The find comes from one of the largest clusters of mammoth bones in Europe, which is located in the area of today`s V. Hofman street, near the Kościuszko Mound in Kraków. As a result of many years of excavations, archaeologists have discovered the remains of at least 110 mammoths from approx. 25,000 years ago.

"Among tens of thousands of bones, during a detailed analysis of the remains, I came across a damaged mammoth rib. It turned out that a fragment of a flint arrowhead was stuck in it. This is the first such find from the Ice Age in Europe!" - told PAP Dr. Piotr Wojtal from the Institute of Systematics and Evolution of Animals PAS in Kraków. The analyses, co-financed with the National Science Centre grants, are conducted jointly with Dr. Jarosław Wilczyński.

Wojtal reminds that the scientific community has been discussing for years how our ancestors killed mammoths. According to some researchers, these animals were killed by trickery - chasing them to the pits or towards bluffs, from which they would fall. Others say that people focused on weaker or sick animals. Some think that mammoths were hunted.

"We finally have a +smoking gun+, the first direct evidence of how these animals were hunted" - notes the archaeozoologist.

So far, similar finds are known only from two Siberian sites.

The bone with the flint blade was discovered already in 2002. Since bone damage is small, it was only discovered in February 2018 during detailed archaeozoological analyses. During this research, each of tens of thousands of bone fragments is carefully inspected.

The blade fragment preserved in the bone is only 7 mm long. Scientists believe that it is a flint tip broken off at the moment of driving a spear into the body of a mammoth.

So far, among the bones of mammoths and other animals found near the cluster of animal remains in Kraków, archaeologists have discovered several hundred fragments of flint blades (so it was a mass product), of which about half were broken at the tip, probably after hitting a hard object. "The tip of one of them has now been discovered inside a bone" - adds the scientist.

"The spear was certainly thrown at the mammoth from a distance, as evidenced by the force with which it stuck into an animal - the blade had to pierce two centimetres thick skin and an eight-centimetre layer of fat to finally reach the bone" - says the expert.

The blow to the rib was not fatal to the animal. But the attack probably involved several hunters and one of them struck the animal in another place, which led to its death. "Probably directly into soft tissues and one of the organs" - Wojtal adds.

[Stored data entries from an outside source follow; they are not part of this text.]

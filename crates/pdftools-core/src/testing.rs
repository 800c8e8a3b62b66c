//! In-memory platform used by the unit tests

use std::cell::RefCell;
use std::collections::{BTreeMap, HashMap, VecDeque};
use std::rc::Rc;
use std::time::Duration;

use futures::channel::oneshot;

use crate::config::UiConfig;
use crate::error::{TransportError, UiError};
use crate::notify::NotificationKind;
use crate::operation::Operation;
use crate::page::{OperationHandles, Page, PageHandles};
use crate::submit::FormSubmitter;
use crate::transport::{HttpResponse, Transport};
use crate::ui::{
    Display, Downloader, FileInput, FileListView, FileSet, FormHandle, Platform, TextArea, Timer,
    UiElement,
};
use crate::upload::SelectedFileEntry;

pub struct FakePlatform;

impl Platform for FakePlatform {
    type Element = FakeElement;
    type FileInput = FakeFileInput;
    type FileList = FakeFileList;
    type Form = FakeForm;
    type TextArea = FakeTextArea;
    type Timer = FakeTimer;
    type Transport = FakeTransport;
    type Downloader = FakeDownloader;
}

// Elements

#[derive(Default)]
struct ElementState {
    id: String,
    classes: Vec<String>,
    text: String,
    text_log: Vec<String>,
    class_log: Vec<String>,
    styles: HashMap<String, String>,
    display: Option<Display>,
    display_log: Vec<Display>,
}

#[derive(Clone, Default)]
pub struct FakeElement(Rc<RefCell<ElementState>>);

impl FakeElement {
    pub fn new(id: &str) -> Self {
        Self(Rc::new(RefCell::new(ElementState {
            id: id.to_string(),
            ..Default::default()
        })))
    }

    pub fn id(&self) -> String {
        self.0.borrow().id.clone()
    }

    pub fn text(&self) -> String {
        self.0.borrow().text.clone()
    }

    pub fn class_name(&self) -> String {
        self.0.borrow().classes.join(" ")
    }

    pub fn style(&self, property: &str) -> Option<String> {
        self.0.borrow().styles.get(property).cloned()
    }

    pub fn display(&self) -> Option<Display> {
        self.0.borrow().display
    }

    pub fn display_log(&self) -> Vec<Display> {
        self.0.borrow().display_log.clone()
    }
}

impl UiElement for FakeElement {
    fn add_class(&self, class: &str) {
        let mut state = self.0.borrow_mut();
        if !state.classes.iter().any(|c| c == class) {
            state.classes.push(class.to_string());
        }
    }

    fn remove_class(&self, class: &str) {
        self.0.borrow_mut().classes.retain(|c| c != class);
    }

    fn has_class(&self, class: &str) -> bool {
        self.0.borrow().classes.iter().any(|c| c == class)
    }

    fn set_class_name(&self, name: &str) {
        let mut state = self.0.borrow_mut();
        state.classes = name.split_whitespace().map(str::to_string).collect();
        state.class_log.push(name.to_string());
    }

    fn set_text(&self, text: &str) {
        let mut state = self.0.borrow_mut();
        state.text = text.to_string();
        state.text_log.push(text.to_string());
    }

    fn set_style(&self, property: &str, value: &str) {
        self.0
            .borrow_mut()
            .styles
            .insert(property.to_string(), value.to_string());
    }

    fn set_display(&self, display: Display) {
        let mut state = self.0.borrow_mut();
        state.display = Some(display);
        state.display_log.push(display);
    }
}

// Files

#[derive(Debug, Clone)]
pub struct FakeFiles(pub Vec<SelectedFileEntry>);

impl FileSet for FakeFiles {
    fn len(&self) -> usize {
        self.0.len()
    }
}

#[derive(Default)]
struct InputState {
    files: Vec<SelectedFileEntry>,
    picker_opened: usize,
}

#[derive(Clone, Default)]
pub struct FakeFileInput(Rc<RefCell<InputState>>);

impl FakeFileInput {
    pub fn set_files(&self, files: Vec<SelectedFileEntry>) {
        self.0.borrow_mut().files = files;
    }

    pub fn files(&self) -> Vec<SelectedFileEntry> {
        self.0.borrow().files.clone()
    }

    pub fn picker_opened(&self) -> usize {
        self.0.borrow().picker_opened
    }
}

impl FileInput for FakeFileInput {
    type Files = FakeFiles;

    fn open_picker(&self) {
        self.0.borrow_mut().picker_opened += 1;
    }

    fn assign(&self, files: FakeFiles) {
        self.set_files(files.0);
    }

    fn selected(&self) -> Vec<SelectedFileEntry> {
        self.files()
    }
}

#[derive(Clone, Default)]
pub struct FakeFileList(Rc<RefCell<Vec<String>>>);

impl FakeFileList {
    pub fn items(&self) -> Vec<String> {
        self.0.borrow().clone()
    }
}

impl FileListView for FakeFileList {
    fn clear(&self) {
        self.0.borrow_mut().clear();
    }

    fn append(&self, label: &str) {
        self.0.borrow_mut().push(label.to_string());
    }
}

// Forms

#[derive(Default)]
struct FormState {
    fields: BTreeMap<String, String>,
    busy_log: Vec<bool>,
}

#[derive(Clone)]
pub struct FakeForm {
    state: Rc<RefCell<FormState>>,
    input: FakeFileInput,
}

impl FakeForm {
    pub fn new(input: FakeFileInput) -> Self {
        Self {
            state: Rc::new(RefCell::new(FormState::default())),
            input,
        }
    }

    pub fn set_field(&self, name: &str, value: &str) {
        self.state
            .borrow_mut()
            .fields
            .insert(name.to_string(), value.to_string());
    }

    pub fn busy_log(&self) -> Vec<bool> {
        self.state.borrow().busy_log.clone()
    }
}

#[derive(Debug, Clone)]
pub struct FakePayload {
    pub files: Vec<String>,
}

impl FormHandle for FakeForm {
    type Payload = FakePayload;

    fn encode(&self) -> Result<FakePayload, UiError> {
        Ok(FakePayload {
            files: self.input.files().into_iter().map(|f| f.name).collect(),
        })
    }

    fn field(&self, name: &str) -> Option<String> {
        self.state.borrow().fields.get(name).cloned()
    }

    fn set_busy(&self, busy: bool) {
        self.state.borrow_mut().busy_log.push(busy);
    }
}

// Text area

#[derive(Default)]
struct TextAreaState {
    value: String,
    copies: usize,
    copy_fails: bool,
}

#[derive(Clone, Default)]
pub struct FakeTextArea(Rc<RefCell<TextAreaState>>);

impl FakeTextArea {
    pub fn copies(&self) -> usize {
        self.0.borrow().copies
    }

    pub fn set_copy_succeeds(&self, succeeds: bool) {
        self.0.borrow_mut().copy_fails = !succeeds;
    }
}

impl TextArea for FakeTextArea {
    fn set_value(&self, value: &str) {
        self.0.borrow_mut().value = value.to_string();
    }

    fn value(&self) -> String {
        self.0.borrow().value.clone()
    }

    fn select_and_copy(&self) -> bool {
        let mut state = self.0.borrow_mut();
        state.copies += 1;
        !state.copy_fails
    }
}

// Timer

type Callback = Box<dyn FnOnce()>;

#[derive(Default)]
struct TimerState {
    now: Duration,
    next_id: u64,
    scheduled: Vec<(u64, Duration, Callback)>,
    cancelled: usize,
}

/// Manually advanced clock
#[derive(Clone, Default)]
pub struct FakeTimer(Rc<RefCell<TimerState>>);

impl FakeTimer {
    /// Move time forward, firing due callbacks in order
    pub fn advance(&self, by: Duration) {
        let target = self.0.borrow().now + by;
        loop {
            let due = {
                let mut state = self.0.borrow_mut();
                let next = state
                    .scheduled
                    .iter()
                    .enumerate()
                    .filter(|(_, (_, at, _))| *at <= target)
                    .min_by_key(|(_, (_, at, _))| *at)
                    .map(|(i, _)| i);
                match next {
                    Some(i) => {
                        let (_, at, callback) = state.scheduled.remove(i);
                        state.now = at;
                        Some(callback)
                    }
                    None => None,
                }
            };
            match due {
                Some(callback) => callback(),
                None => break,
            }
        }
        self.0.borrow_mut().now = target;
    }

    pub fn pending(&self) -> usize {
        self.0.borrow().scheduled.len()
    }

    pub fn cancelled(&self) -> usize {
        self.0.borrow().cancelled
    }
}

impl Timer for FakeTimer {
    type Handle = u64;

    fn schedule(&self, delay: Duration, callback: Box<dyn FnOnce()>) -> u64 {
        let mut state = self.0.borrow_mut();
        state.next_id += 1;
        let id = state.next_id;
        let at = state.now + delay;
        state.scheduled.push((id, at, callback));
        id
    }

    fn cancel(&self, handle: u64) {
        let mut state = self.0.borrow_mut();
        let before = state.scheduled.len();
        state.scheduled.retain(|(id, _, _)| *id != handle);
        if state.scheduled.len() < before {
            state.cancelled += 1;
        }
    }
}

// Transport

enum Scripted {
    Ready(Result<HttpResponse, TransportError>),
    Held(oneshot::Receiver<Result<HttpResponse, TransportError>>),
}

#[derive(Debug, Clone, PartialEq, Eq)]
pub struct Recorded {
    pub url: String,
    pub files: Vec<String>,
}

#[derive(Default)]
struct TransportState {
    queue: VecDeque<Scripted>,
    requests: Vec<Recorded>,
}

/// Replays scripted responses in request order
#[derive(Clone, Default)]
pub struct FakeTransport(Rc<RefCell<TransportState>>);

impl FakeTransport {
    pub fn respond(&self, result: Result<HttpResponse, TransportError>) {
        self.0.borrow_mut().queue.push_back(Scripted::Ready(result));
    }

    /// Queue a response that stays pending until the sender fires
    pub fn hold(&self) -> oneshot::Sender<Result<HttpResponse, TransportError>> {
        let (tx, rx) = oneshot::channel();
        self.0.borrow_mut().queue.push_back(Scripted::Held(rx));
        tx
    }

    pub fn requests(&self) -> Vec<Recorded> {
        self.0.borrow().requests.clone()
    }
}

impl Transport<FakePayload> for FakeTransport {
    async fn post(
        &self,
        endpoint: &str,
        payload: FakePayload,
    ) -> Result<HttpResponse, TransportError> {
        let next = {
            let mut state = self.0.borrow_mut();
            state.requests.push(Recorded {
                url: endpoint.to_string(),
                files: payload.files,
            });
            state.queue.pop_front()
        };

        match next {
            Some(Scripted::Ready(result)) => result,
            Some(Scripted::Held(rx)) => rx
                .await
                .unwrap_or_else(|_| Err(TransportError("request dropped".to_string()))),
            None => Err(TransportError("no scripted response".to_string())),
        }
    }
}

// Downloads

#[derive(Default)]
struct DownloadState {
    saved: Vec<(String, Vec<u8>)>,
    fails: bool,
}

#[derive(Clone, Default)]
pub struct FakeDownloader(Rc<RefCell<DownloadState>>);

impl FakeDownloader {
    pub fn saved(&self) -> Vec<(String, Vec<u8>)> {
        self.0.borrow().saved.clone()
    }

    pub fn set_fails(&self, fails: bool) {
        self.0.borrow_mut().fails = fails;
    }
}

impl Downloader for FakeDownloader {
    fn download(&self, filename: &str, bytes: &[u8]) -> Result<(), UiError> {
        let mut state = self.0.borrow_mut();
        if state.fails {
            return Err(UiError::Dom("createObjectURL failed".to_string()));
        }
        state.saved.push((filename.to_string(), bytes.to_vec()));
        Ok(())
    }
}

// Whole page

/// A fully bound page plus handles for inspecting it
pub struct Harness {
    pub page: Page<FakePlatform>,
    pub overlay: FakeElement,
    pub notification: FakeElement,
    pub extracted: FakeElement,
    pub text_area: FakeTextArea,
    pub timer: FakeTimer,
    pub transport: FakeTransport,
    pub downloader: FakeDownloader,
    inputs: HashMap<Operation, FakeFileInput>,
    forms: HashMap<Operation, FakeForm>,
    panels: HashMap<String, FakeElement>,
}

Similar finds from the Paleolithic period are very rare. Flint blades embedded in the bones are preserved only in the case of larger animals. "There are known cases from Europe concerning the remains of bears found in Germany" - Wojtal says.

Mammoths appeared in Europe about 500 thousand years ago. Their youngest remains from Poland are approx. 13,000 years old. These animals reached over 3 m in height and weighed up to 6 tons.

Mammoths began to die out around 15 thousand years ago. They survived longer in Alaska and in north-east Russia on Wrangel Island - until the third millennium BC. The changing climatic conditions associated with the end of the ice age are considered to be the main cause of their extinction. But it can not be ruled out that man also contributed to the extinction of these large mammals at the end of the ice age.

The Kraków cluster of mammoth bones is unique in Europe. Among the remains of animals, archaeologists also find hundreds of various flint tools that were used to process skins and meat.

The site was discovered accidentally in 1967. Since then, archaeologists from the Institute of Archaeology of the Jagiellonian University have been working there on and off. According to the researchers, the area where the bones are being discovered was ideal for ambushing mammoths - perhaps they were hunted when they were unable to escape.